Les partisans du projet appellent à voter en bloc un texte où chacun peut, certes, trouver des éléments qui lui déplaisent, mais qui est dans l'ensemble «équilibré et modéré». Les défenseurs de la nouvelle Constitution ne manqueront pas de mettre en avant dans la campagne telle innovation plutôt que telle autre, selon leurs affinités politiques. A moins qu'ils ne préfèrent insister surtout, comme le fait le Conseil d'Etat, sur l'esprit de compromis qui a conduit au résultat et sur le climat de paralysie qui résulterait d'un non. Exemples.

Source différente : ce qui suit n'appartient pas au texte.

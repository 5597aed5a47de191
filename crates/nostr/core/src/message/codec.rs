use super::error::{MessageError, Result};
use serde::de::DeserializeOwned;
use serde_json::value::RawValue;
use tracing::trace;

/// A wire message split into its top-level elements, each still raw JSON.
///
/// Elements are decoded by position on demand, so an element nobody asks for
/// is never parsed beyond bracket matching.
pub(crate) struct WireArray<'a> {
    kind: String,
    items: Vec<&'a RawValue>,
}

impl<'a> WireArray<'a> {
    pub(crate) fn parse(json: &'a str) -> Result<Self> {
        let items: Vec<&'a RawValue> = serde_json::from_str(json)
            .map_err(|error| MessageError::MalformedWireJson(error.to_string()))?;
        let Some(first) = items.first() else {
            return Err(MessageError::MalformedWireJson("empty array".to_string()));
        };
        let kind: String = serde_json::from_str(first.get()).map_err(|_| {
            MessageError::MalformedWireJson("first element not a string".to_string())
        })?;
        Ok(Self { kind, items })
    }

    pub(crate) fn kind(&self) -> &str {
        &self.kind
    }

    /// First byte of the element at `index`.
    pub(crate) fn peek(&self, index: usize) -> Option<u8> {
        self.items
            .get(index)
            .and_then(|raw| raw.get().trim_start().bytes().next())
    }

    pub(crate) fn field<T: DeserializeOwned>(&self, index: usize, name: &str) -> Result<T> {
        let raw = self.items.get(index).ok_or_else(|| {
            MessageError::MalformedWireJson(format!("{} missing {}", self.kind, name))
        })?;
        serde_json::from_str(raw.get()).map_err(|error| {
            MessageError::MalformedWireJson(format!("invalid {} {}: {}", self.kind, name, error))
        })
    }

    /// Every element from `start` on, at least one required.
    pub(crate) fn rest<T: DeserializeOwned>(&self, start: usize, name: &str) -> Result<Vec<T>> {
        if self.items.len() <= start {
            return Err(MessageError::MalformedWireJson(format!(
                "{} missing {}",
                self.kind, name
            )));
        }
        (start..self.items.len())
            .map(|index| self.field(index, name))
            .collect()
    }

    /// Note elements past the `used` positions. They are ignored.
    pub(crate) fn finish(&self, used: usize) {
        if self.items.len() > used {
            trace!(
                "{}: ignoring {} trailing element(s)",
                self.kind,
                self.items.len() - used
            );
        }
    }
}
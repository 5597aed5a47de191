use crate::hex_codec::HexError;
use thiserror::Error;

/// Errors that can occur during NIP-01 operations.
#[derive(Debug, Error)]
pub enum Nip01Error {
    #[error("invalid hex: {0}")]
    Hex(#[from] HexError),

    #[error("invalid length: expected {expected} bytes, got {actual}")]
    InvalidLength { expected: usize, actual: usize },

    #[error("key parse failure: {0}")]
    KeyParse(String),

    #[error("signing error: {0}")]
    Signing(String),

    #[error("serialization error: {0}")]
    Serialization(String),

    #[error("invalid event: {0}")]
    InvalidEvent(String),
}

pub type Result<T> = std::result::Result<T, Nip01Error>;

Frein aux dépenses. Les partisans de droite se sont battus durement lors des débats pour obtenir cet article. Il limite à leurs yeux le risque d'accroissement massif des interventions de l'Etat pouvant résulter du nouveau texte.

L'assurance maternité. Prévue dans le cas où l'assurance fédérale ferait défaut. Cet article est la grande conquête de la gauche, qui se montrera sans doute plus discrète, par prudence, à défendre le droit de vote communal des étrangers.

Un président. La formule retenue pour la présidence gouvernementale (titulaire élu par ses pairs, pour cinq ans) est issue d'un compromis. Elle a pour objectif de renforcer le fonctionnement de l'exécutif cantonal, dont la faiblesse de leadership avait été à l'origine même de la réforme constitutionnelle.

Institutions. La Cour des comptes et la Cour constitutionnelle sont des innovations qui ont prouvé leur utilité dans de nombreuses démocraties libérales, note le socialiste Pierre Chiffelle, ministre des institutions.